We decline to review either defendant's first argument or his second argument as a matter of discretion in the interest of justice, if only because intelligent appellate review of either point is significantly hindered by his failure to make a record below. Indeed, the merits of defendant's first argument (which relate to the scope of the statutory cap exception for out-of-pocket losses under Penal Law § 60.27[5][b] ) are novel and complicated, and we hesitate to venture into those waters without a full record.
We turn finally to defendant's third challenge to the restitution order (abuse of discretion). Defendant does not attempt to shoehorn this particular argument into the illegal sentence exception, and the conceptual genesis of the argument is unclear. Is it really a harsh and excessive sentence claim?

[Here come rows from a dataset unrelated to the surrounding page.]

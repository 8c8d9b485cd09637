//! Destination names used on the transport.
//!
//! `/app/...` destinations are publish targets handled by the server.
//! `/user/queue/...` destinations are per-user queues the server pushes to,
//! `/topic/...` destinations are broadcast.

/// Inbound chat messages for the local user.
pub const MESSAGES: &str = "/user/queue/messages";
/// Inbound typing indicators.
pub const TYPING: &str = "/user/queue/typing";
/// Inbound read receipts.
pub const READ_RECEIPTS: &str = "/user/queue/read-receipts";
/// Inbound deletion notices.
pub const MESSAGE_DELETED: &str = "/user/queue/message-deleted";
/// Broadcast presence updates.
pub const STATUS: &str = "/topic/status";
/// Server error notices for the local user.
pub const ERRORS: &str = "/user/queue/errors";

/// Publish target for outgoing chat messages.
pub const SEND_MESSAGE: &str = "/app/chat.send";
/// Publish target for typing indicators.
pub const SEND_TYPING: &str = "/app/chat.typing";
/// Publish target for mark-read requests.
pub const MARK_READ: &str = "/app/chat.markRead";
/// Publish target for delete requests.
pub const DELETE_MESSAGE: &str = "/app/chat.delete";

/// A pseudo request/response route.
///
/// The server answers every request of one type on a single reply
/// destination, so the reply is not tied to an individual request.
#[derive(Debug, Clone, PartialEq, Eq, Hash)]
pub struct RequestRoute {
    /// Request type; at most one request of a type is resolved per reply
    pub request_type: String,
    /// Destination the request body is published to
    pub send_to: String,
    /// Destination the server replies on
    pub reply_on: String,
}

impl RequestRoute {
    /// Create a custom route.
    pub fn new(
        request_type: impl Into<String>,
        send_to: impl Into<String>,
        reply_on: impl Into<String>,
    ) -> Self {
        Self {
            request_type: request_type.into(),
            send_to: send_to.into(),
            reply_on: reply_on.into(),
        }
    }

    /// Conversation list.
    pub fn conversations() -> Self {
        Self::new(
            "conversations",
            "/app/chat.getConversations",
            "/user/queue/conversations",
        )
    }

    /// Message history of one conversation.
    pub fn history() -> Self {
        Self::new("history", "/app/chat.getHistory", "/user/queue/history")
    }

    /// Total unread count.
    pub fn unread_count() -> Self {
        Self::new(
            "unread-count",
            "/app/chat.getUnreadCount",
            "/user/queue/unread-count",
        )
    }
}

#[cfg(test)]
mod tests {
    use super::*;

    #[test]
    fn builtin_routes_are_distinct() {
        let routes = [
            RequestRoute::conversations(),
            RequestRoute::history(),
            RequestRoute::unread_count(),
        ];
        for (i, a) in routes.iter().enumerate() {
            for b in routes.iter().skip(i + 1) {
                assert_ne!(a.request_type, b.request_type);
                assert_ne!(a.reply_on, b.reply_on);
            }
        }
    }

    #[test]
    fn replies_arrive_on_user_queues() {
        assert!(RequestRoute::history().reply_on.starts_with("/user/queue/"));
        assert!(RequestRoute::history().send_to.starts_with("/app/"));
    }
}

Or is it some sort of claim unique to the restitution context?
But no matter, for the Court of Appeals previously upheld a restitution award that imposed the full value of the victim's loss on a single perpetrator, instead of apportioning the loss among the defendant and his accomplices (see Kim, 91 N.Y.2d at 412, 671 N.Y.S.2d 420, 694 N.E.2d 421 )—as defendant appears to seek here. As the Kim Court explained:
"While the statute is silent on the issue, imposing joint and several liability on all perpetrators for the entire loss of the victim caused by their concerted action is more consistent with, and better promotes, the dual purposes of the restitution statute. Those goals are to insure, to the maximum extent possible, that victims will be made whole and offenders will be rehabilitated and deterred, by requiring all defendants to confront concretely, and take responsibility for, the entire harm resulting from their acts" ( id. ).

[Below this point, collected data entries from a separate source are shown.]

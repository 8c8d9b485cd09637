//! Reconnection scheduling.
//!
//! The scheduler decides whether another automatic attempt is allowed and
//! how long to wait for it. It never sleeps itself: chat-client arms a timer
//! for each [`ReconnectionAttempt`] and hands it back through
//! [`ReconnectScheduler::fire`], which rejects attempts that were cancelled
//! or belong to an older session epoch.

use std::time::Duration;

use crate::backoff::BackoffPolicy;
use crate::state::SessionEpoch;

/// Scheduler phase.
#[derive(Debug, Clone, Copy, PartialEq, Eq)]
pub enum ReconnectPhase {
    /// Nothing scheduled.
    Idle,
    /// A timer is armed for the next attempt.
    Scheduled,
    /// An attempt is running.
    Attempting,
    /// Attempt cap reached; nothing further until forced or reset.
    Exhausted,
}

/// One scheduled attempt.
#[derive(Debug, Clone, PartialEq, Eq)]
pub struct ReconnectionAttempt {
    /// 1-based attempt number within the current outage.
    pub attempt_number: u32,
    /// Delay the timer should wait.
    pub scheduled_delay: Duration,
    /// Epoch the attempt was scheduled under.
    pub session_epoch: SessionEpoch,
    ticket: u64,
}

/// Outcome of a scheduling request.
#[derive(Debug, Clone, PartialEq, Eq)]
pub enum Schedule {
    /// A new attempt was scheduled.
    Scheduled(ReconnectionAttempt),
    /// An attempt is already scheduled; nothing changed.
    AlreadyScheduled,
    /// The attempt cap is reached.
    Exhausted {
        /// Attempts made in this outage.
        attempts: u32,
    },
}

/// Bounded retry scheduler.
#[derive(Debug, Clone)]
pub struct ReconnectScheduler {
    policy: BackoffPolicy,
    phase: ReconnectPhase,
    attempts: u32,
    next_ticket: u64,
    armed: Option<u64>,
}

impl ReconnectScheduler {
    /// Create an idle scheduler.
    pub fn new(policy: BackoffPolicy) -> Self {
        Self {
            policy,
            phase: ReconnectPhase::Idle,
            attempts: 0,
            next_ticket: 0,
            armed: None,
        }
    }

    /// Schedule the next attempt using the given jitter factor.
    pub fn schedule(&mut self, epoch: SessionEpoch, jitter: f64) -> Schedule {
        match self.phase {
            ReconnectPhase::Scheduled => return Schedule::AlreadyScheduled,
            ReconnectPhase::Exhausted => {
                return Schedule::Exhausted {
                    attempts: self.attempts,
                }
            }
            ReconnectPhase::Idle | ReconnectPhase::Attempting => {}
        }

        if !self.has_retries_left() {
            self.phase = ReconnectPhase::Exhausted;
            self.armed = None;
            return Schedule::Exhausted {
                attempts: self.attempts,
            };
        }

        self.attempts += 1;
        self.next_ticket += 1;
        self.armed = Some(self.next_ticket);
        self.phase = ReconnectPhase::Scheduled;

        Schedule::Scheduled(ReconnectionAttempt {
            attempt_number: self.attempts,
            scheduled_delay: self.policy.delay_for_attempt(self.attempts, jitter),
            session_epoch: epoch,
            ticket: self.next_ticket,
        })
    }

    /// Claim a fired timer.
    ///
    /// Returns true only for the currently armed attempt and only while the
    /// session is still at the epoch it was scheduled under.
    pub fn fire(&mut self, attempt: &ReconnectionAttempt, current: SessionEpoch) -> bool {
        let valid = self.phase == ReconnectPhase::Scheduled
            && self.armed == Some(attempt.ticket)
            && attempt.session_epoch == current;
        if valid {
            self.phase = ReconnectPhase::Attempting;
            self.armed = None;
        }
        valid
    }

    /// Cancel a scheduled attempt. The attempt counter is kept.
    pub fn cancel(&mut self) {
        self.armed = None;
        if matches!(
            self.phase,
            ReconnectPhase::Scheduled | ReconnectPhase::Attempting
        ) {
            self.phase = ReconnectPhase::Idle;
        }
    }

    /// Cancel any scheduled attempt and mark an immediate attempt as running.
    ///
    /// An exhausted counter is cleared so a user-initiated retry is never
    /// blocked by earlier automatic failures.
    pub fn force(&mut self) {
        self.armed = None;
        if self.phase == ReconnectPhase::Exhausted {
            self.attempts = 0;
        }
        self.phase = ReconnectPhase::Attempting;
    }

    /// Zero the attempt counter and return to idle.
    pub fn reset(&mut self) {
        self.attempts = 0;
        self.armed = None;
        self.phase = ReconnectPhase::Idle;
    }

    /// Whether another automatic attempt is allowed.
    pub fn has_retries_left(&self) -> bool {
        self.attempts < self.policy.max_attempts
    }

    /// Attempts made in the current outage.
    pub fn attempts(&self) -> u32 {
        self.attempts
    }

    /// Attempt cap.
    pub fn max_attempts(&self) -> u32 {
        self.policy.max_attempts
    }

    /// Current phase.
    pub fn phase(&self) -> ReconnectPhase {
        self.phase
    }

    /// Backoff policy in use.
    pub fn policy(&self) -> &BackoffPolicy {
        &self.policy
    }
}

In short, whatever the true nature of defendant's third argument, Kim effectively disposes of it.
If defendant's third argument is construed as a bid to reduce or reallocate the restitution award in the interest of justice, we would decline to exercise whatever discretionary powers we might have to do so.
CONCLUSION
Accordingly, the judgment of the Seneca County Court should be affirmed.